Obese women and those with insulin resistance or type 2 diabetes are more likely to be diagnosed with certain types of cancer. Preclinical studies have shown that metformin has growth static effects through the inhibition of glucose metabolic pathways in various cancer cell lines. Preliminary human studies have shown antiproliferative effects with breast and prostate cancer, especially among obese patients.

Obese women and those with diabetes and insulin resistance are also at increased risk for endometrial and ovarian cancer. Metformin has been evaluated as adjuvant therapy for ovarian and endometrial cancer, but the full benefit is still to be determined because epidemiologic studies have reported conflicting results.

Metformin has been widely used among those with insulin resistance and has been shown to have a positive impact on obesity, gestational diabetes, and cardiovascular complications. Its use may be associated with further benefits. Preliminary studies have reported a possible role in cancer care, and it also could improve the long-term outcome of children born to mothers with insulin resistance.


Insulin resistance plays a role in the pathogenesis of various diseases. Obesity typically further augments insulin resistance and the two findings often accompany each other. Without proper intervention, insulin resistance could lead to type 2 diabetes, is associated with an increased cardiovascular risk, is a risk factor for certain types of cancers, and has significant reproductive consequences.[2]

One cannot rely on medical therapy solely; the introduction of lifestyle changes, including a proper diet, regular exercise, and weight loss, has to be part of a successful treatment.

Those who do not improve with lifestyle modifications are usually placed on metformin.
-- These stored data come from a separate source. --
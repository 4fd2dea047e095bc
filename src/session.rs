//! A play session: levels, mazes, scoring and ghosts
//!
//! The host calls [`GameSession::advance`] once per frame. Inside a tick the
//! order is fixed: ball physics, then ghost recording, then ghost playback.
//! Maze generation and path solving happen synchronously whenever a maze is
//! (re)built, never during a tick.
//!
//! Ghosts are recorded in grid units (see [`Layout::to_grid_units`]) so a run
//! recorded at one viewport replays on the same cells at any other.

use glam::Vec2;
use rand::{Rng, SeedableRng};
use rand_pcg::Pcg32;

use crate::consts::{BASE_COLS, BASE_ROWS, MAX_EXTRA_COLS, MAX_EXTRA_ROWS};
use crate::ghost::{GhostPlayer, GhostRecorder, fingerprint};
use crate::persistence::{GhostStore, KeyValueStore};
use crate::scoring::ScoreResult;
use crate::sim::{BallSimulator, GridPos, Layout, Maze, TickInput, TickSnapshot, optimal_distance};
use crate::tuning::Tuning;

/// Grid size for a level: grows a row every 3 levels and a column every 4
pub fn grid_for_level(level: u32) -> (usize, usize) {
    let level = level as usize;
    (
        BASE_ROWS + (level / 3).min(MAX_EXTRA_ROWS),
        BASE_COLS + (level / 4).min(MAX_EXTRA_COLS),
    )
}

/// Outcome of a completed run
#[derive(Debug, Clone, PartialEq)]
pub struct RunSummary {
    pub level: u32,
    pub fingerprint: String,
    /// Seconds from first accepted tick to goal
    pub time: f32,
    pub traveled: f32,
    pub optimal: f32,
    pub score: ScoreResult,
    /// This run replaced (or became) the stored ghost
    pub new_best: bool,
}

/// Everything a renderer needs after one tick
#[derive(Debug, Clone, PartialEq)]
pub struct SessionTick {
    pub ball: TickSnapshot,
    /// Ghost position, or `None` if there is no ghost or it has finished
    pub ghost: Option<Vec2>,
    /// Present only on the tick the goal was reached
    pub completed: Option<RunSummary>,
}

pub struct GameSession<S> {
    tuning: Tuning,
    level: u32,
    seeds: Pcg32,
    viewport: Vec2,
    maze: Maze,
    layout: Layout,
    fingerprint: String,
    optimal: f32,
    sim: BallSimulator,
    recorder: GhostRecorder,
    player: GhostPlayer,
    store: GhostStore<S>,
}

impl<S: KeyValueStore> GameSession<S> {
    /// Start at level 1. `seed` fixes every maze the session will produce.
    pub fn new(seed: u64, viewport: Vec2, backend: S, tuning: Tuning) -> Self {
        let mut seeds = Pcg32::seed_from_u64(seed);
        let level = 1;
        let (rows, cols) = grid_for_level(level);
        let maze = Maze::generate(rows, cols, GridPos::default(), next_maze_seed(&mut seeds));
        let layout = Layout::fit(viewport, rows, cols);
        let sim = BallSimulator::new(&maze, &layout, tuning.physics);

        let mut session = Self {
            tuning,
            level,
            seeds,
            viewport,
            fingerprint: String::new(),
            optimal: 0.0,
            recorder: GhostRecorder::new(tuning.ghost.sample_interval),
            player: GhostPlayer::new(),
            store: GhostStore::new(backend),
            maze,
            layout,
            sim,
        };
        session.begin_run();
        session
    }

    /// Advance one frame. Invalid `dt` values leave everything untouched.
    pub fn advance(&mut self, input: &TickInput, dt: f32) -> SessionTick {
        let was_won = self.sim.state().has_won();
        let ball = self.sim.update(&self.maze, &self.layout, input, dt);

        if !was_won {
            let units = self.layout.to_grid_units(ball.position);
            self.recorder.sample(units, ball.elapsed);
        }
        let completed = ball.just_won.then(|| self.complete_run(&ball));
        let ghost = self
            .player
            .position_at(ball.elapsed)
            .map(|units| self.layout.from_grid_units(units));

        SessionTick {
            ball,
            ghost,
            completed,
        }
    }

    fn complete_run(&mut self, ball: &TickSnapshot) -> RunSummary {
        let units = self.layout.to_grid_units(ball.position);
        let new_best = match self.recorder.finish(units, ball.elapsed) {
            Some(run) => self.store.offer(&run).unwrap_or_else(|e| {
                log::warn!("Failed to save ghost for {}: {}", self.fingerprint, e);
                false
            }),
            None => false,
        };

        let score = ScoreResult::compute(ball.traveled, self.optimal, &self.tuning.scoring);
        log::info!(
            "Level {} complete: {:.2}s, ratio {:.2}, {} stars{}",
            self.level,
            ball.elapsed,
            score.ratio,
            score.stars,
            if new_best { " (new best)" } else { "" }
        );

        RunSummary {
            level: self.level,
            fingerprint: self.fingerprint.clone(),
            time: ball.elapsed,
            traveled: ball.traveled,
            optimal: self.optimal,
            score,
            new_best,
        }
    }

    /// Move to the next level with a larger, freshly seeded maze
    pub fn next_level(&mut self) {
        self.level += 1;
        let (rows, cols) = grid_for_level(self.level);
        self.rebuild(rows, cols);
    }

    /// New maze at the current size and level
    pub fn reset_maze(&mut self) {
        let (rows, cols) = (self.maze.rows(), self.maze.cols());
        self.rebuild(rows, cols);
    }

    /// Replay the current maze from the start, racing the stored ghost
    pub fn restart(&mut self) {
        self.begin_run();
    }

    /// Viewport changed: refit the grid and restart tracking
    pub fn resize(&mut self, viewport: Vec2) {
        self.viewport = viewport;
        self.set_layout(Layout::fit(viewport, self.maze.rows(), self.maze.cols()));
    }

    /// Use a host-computed layout for the current maze
    pub fn set_layout(&mut self, layout: Layout) {
        self.layout = layout;
        self.begin_run();
    }

    fn rebuild(&mut self, rows: usize, cols: usize) {
        let seed = next_maze_seed(&mut self.seeds);
        self.maze = Maze::generate(rows, cols, GridPos::default(), seed);
        self.layout = Layout::fit(self.viewport, rows, cols);
        log::info!("Level {}: {}x{} maze, seed {}", self.level, rows, cols, seed);
        self.begin_run();
    }

    /// Reset the ball, baseline and ghosts for the current maze and layout
    fn begin_run(&mut self) {
        self.fingerprint = fingerprint(
            self.maze.rows(),
            self.maze.cols(),
            self.level,
            self.maze.seed(),
        );
        self.optimal = optimal_distance(&self.maze, self.layout.cell_size);
        self.sim.reset(&self.maze, &self.layout);

        self.recorder.start(self.fingerprint.clone(), self.level);
        let units = self.layout.to_grid_units(self.sim.state().position());
        self.recorder.sample(units, 0.0);

        let best = self.store.load_best(&self.fingerprint).unwrap_or_else(|e| {
            log::warn!("Failed to load ghost for {}: {}", self.fingerprint, e);
            None
        });
        self.player.load(best);
    }

    pub fn level(&self) -> u32 {
        self.level
    }

    pub fn maze(&self) -> &Maze {
        &self.maze
    }

    pub fn layout(&self) -> &Layout {
        &self.layout
    }

    pub fn fingerprint(&self) -> &str {
        &self.fingerprint
    }

    /// Shortest start-to-goal distance in pixels
    pub fn optimal_distance(&self) -> f32 {
        self.optimal
    }

    pub fn simulator(&self) -> &BallSimulator {
        &self.sim
    }

    pub fn has_ghost(&self) -> bool {
        self.player.has_ghost()
    }

    /// Stored best time for the current maze
    pub fn best_time(&self) -> Option<f32> {
        self.player.run().map(|run| run.time)
    }

    /// Live score for the run so far
    pub fn score(&self) -> ScoreResult {
        ScoreResult::compute(self.sim.state().traveled(), self.optimal, &self.tuning.scoring)
    }

    pub fn store(&self) -> &GhostStore<S> {
        &self.store
    }
}

/// Maze seeds stay within u32 so JS hosts can hold them exactly
fn next_maze_seed(seeds: &mut Pcg32) -> u64 {
    u64::from(seeds.random::<u32>())
}

#[cfg(test)]
mod tests {
    use super::*;
    use crate::ghost::{GhostRun, Snapshot};
    use crate::persistence::{MemoryStore, storage_key};

    const DT: f32 = 1.0 / 60.0;

    fn session(seed: u64) -> GameSession<MemoryStore> {
        GameSession::new(seed, Vec2::new(390.0, 844.0), MemoryStore::new(), Tuning::default())
    }

    /// Steer along the solved path until the goal is reached
    fn play_to_goal(
        session: &mut GameSession<MemoryStore>,
        max_ticks: usize,
    ) -> Option<RunSummary> {
        for _ in 0..max_ticks {
            let gravity = autopilot(session);
            let tick = session.advance(&TickInput { gravity }, DT);
            if let Some(summary) = tick.completed {
                return Some(summary);
            }
        }
        None
    }

    fn autopilot(session: &GameSession<MemoryStore>) -> Vec2 {
        let maze = session.maze();
        let layout = session.layout();
        let state = session.simulator().state();
        let here = layout
            .cell_at(state.position(), maze.rows(), maze.cols())
            .unwrap_or(maze.start());
        let path = crate::sim::path_between(maze, here, maze.end());
        let target = layout.cell_center(*path.get(1).unwrap_or(&maze.end()));

        // PD steering in screen space, then flip y into device space
        let steer = (target - state.position()) / layout.cell_size * 4.0 - state.velocity() / 150.0;
        let steer = steer.clamp_length_max(1.0);
        Vec2::new(steer.x, -steer.y)
    }

    #[test]
    fn test_grid_growth() {
        assert_eq!(grid_for_level(1), (10, 7));
        assert_eq!(grid_for_level(3), (11, 7));
        assert_eq!(grid_for_level(4), (11, 8));
        assert_eq!(grid_for_level(100), (20, 12));
    }

    #[test]
    fn test_same_seed_same_session() {
        let a = session(2024);
        let b = session(2024);
        assert_eq!(a.maze(), b.maze());
        assert_eq!(a.fingerprint(), b.fingerprint());
        assert!(a.fingerprint().starts_with("10x7_L1_S"));
    }

    #[test]
    fn test_ball_starts_at_start_cell() {
        let s = session(1);
        let start = s.layout().cell_center(s.maze().start());
        assert_eq!(s.simulator().state().position(), start);
        assert!(s.optimal_distance() >= s.layout().cell_size * 15.0);
        assert!(!s.has_ghost());
    }

    #[test]
    fn test_invalid_dt_is_noop() {
        let mut s = session(1);
        let before = s.simulator().state().clone();
        let tick = s.advance(&TickInput::tilt(1.0, 1.0), 0.25);
        assert!(tick.completed.is_none());
        assert_eq!(s.simulator().state(), &before);
    }

    #[test]
    fn test_full_run_records_ghost_and_replays_it() {
        let mut s = session(7);
        let summary = play_to_goal(&mut s, 60 * 300).expect("autopilot failed to finish");

        assert!(summary.new_best);
        assert!(summary.time > 0.0);
        assert!(summary.traveled >= summary.optimal * 0.5);
        assert_eq!(summary.fingerprint, s.fingerprint());
        assert_eq!(s.store().backend().len(), 1);

        // Ticks after the win are frozen and do not complete again
        let tick = s.advance(&TickInput::tilt(-1.0, 0.0), DT);
        assert!(tick.ball.has_won);
        assert!(tick.completed.is_none());

        // Replay the same maze: the ghost starts where the ball starts
        s.restart();
        assert!(s.has_ghost());
        assert_eq!(s.best_time(), Some(summary.time));
        let tick = s.advance(&TickInput::default(), DT);
        let ghost = tick.ghost.expect("ghost should be playing");
        let start = s.layout().cell_center(s.maze().start());
        assert!(ghost.distance(start) < s.layout().cell_size);

        // A different viewport replays the same ghost on the refitted grid
        s.resize(Vec2::new(1024.0, 768.0));
        assert!(s.has_ghost());
        let tick = s.advance(&TickInput::default(), DT);
        let ghost = tick.ghost.expect("ghost should survive a resize");
        let start = s.layout().cell_center(s.maze().start());
        assert!(ghost.distance(start) < s.layout().cell_size);
    }

    #[test]
    fn test_stored_ghost_follows_layout() {
        let fp = session(11).fingerprint().to_string();
        let run = GhostRun {
            maze_fingerprint: fp.clone(),
            level: 1,
            time: 1.0,
            snapshots: vec![
                Snapshot {
                    x: 0.5,
                    y: 0.5,
                    t: 0.0,
                },
                Snapshot {
                    x: 0.5,
                    y: 1.5,
                    t: 1.0,
                },
            ],
        };
        let mut backend = MemoryStore::new();
        backend
            .set(&storage_key(&fp), &serde_json::to_string(&run).unwrap())
            .unwrap();

        let mut s = GameSession::new(11, Vec2::new(390.0, 844.0), backend, Tuning::default());
        for viewport in [Vec2::new(390.0, 844.0), Vec2::new(1024.0, 768.0)] {
            s.resize(viewport);
            assert!(s.has_ghost());
            let ghost = s.advance(&TickInput::default(), DT).ghost.unwrap();
            let start = s.layout().cell_center(s.maze().start());
            assert!((ghost.x - start.x).abs() < 1e-3);
            assert!(ghost.y > start.y);
            assert!(ghost.y - start.y < s.layout().cell_size * 0.1);
        }
    }

    #[test]
    fn test_next_level_changes_maze_and_fingerprint() {
        let mut s = session(3);
        let first = s.fingerprint().to_string();
        s.next_level();
        s.next_level();
        assert_eq!(s.level(), 3);
        assert_eq!((s.maze().rows(), s.maze().cols()), (11, 7));
        assert_ne!(s.fingerprint(), first);
        assert!(s.fingerprint().contains("_L3_"));
    }

    #[test]
    fn test_reset_maze_keeps_level_and_size() {
        let mut s = session(3);
        let before = s.maze().clone();
        s.reset_maze();
        assert_eq!(s.level(), 1);
        assert_eq!((s.maze().rows(), s.maze().cols()), (before.rows(), before.cols()));
        assert_ne!(s.maze().seed(), before.seed());
    }

    #[test]
    fn test_resize_refits_and_resets_tracking() {
        let mut s = session(3);
        for _ in 0..30 {
            s.advance(&TickInput::tilt(0.3, -0.8), DT);
        }
        s.resize(Vec2::new(800.0, 600.0));
        let state = s.simulator().state();
        assert_eq!(state.traveled(), 0.0);
        assert_eq!(state.position(), s.layout().cell_center(s.maze().start()));
        assert_eq!(
            s.optimal_distance(),
            optimal_distance(s.maze(), s.layout().cell_size)
        );
    }

    #[test]
    fn test_live_score_starts_perfect() {
        let s = session(3);
        assert_eq!(s.score().ratio, 0.0);
        assert_eq!(s.score().stars, 3);
    }
}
Metformin reduces gluconeogenesis in the liver and increases glucose uptake in the muscles and liver. It improves the lipid profile and results in weight loss.[3] Metformin lowers glucose and IGF levels, and through this effect it may inhibit tumor growth.[4]

While metformin has already been shown to improve ovulation and pregnancy rates, its reproductive effects in infertility care are often overestimated; hence, it is important that it not be used alone or as a first-line agent for the sake of improving reproductive function.[5] Many would be reluctant to use it during pregnancy despite the available evidence that it is safe.[6] In addition, little is known about its potential anticancer effects. However, information is accumulating in support for broader use of metformin for patients with insulin resistance.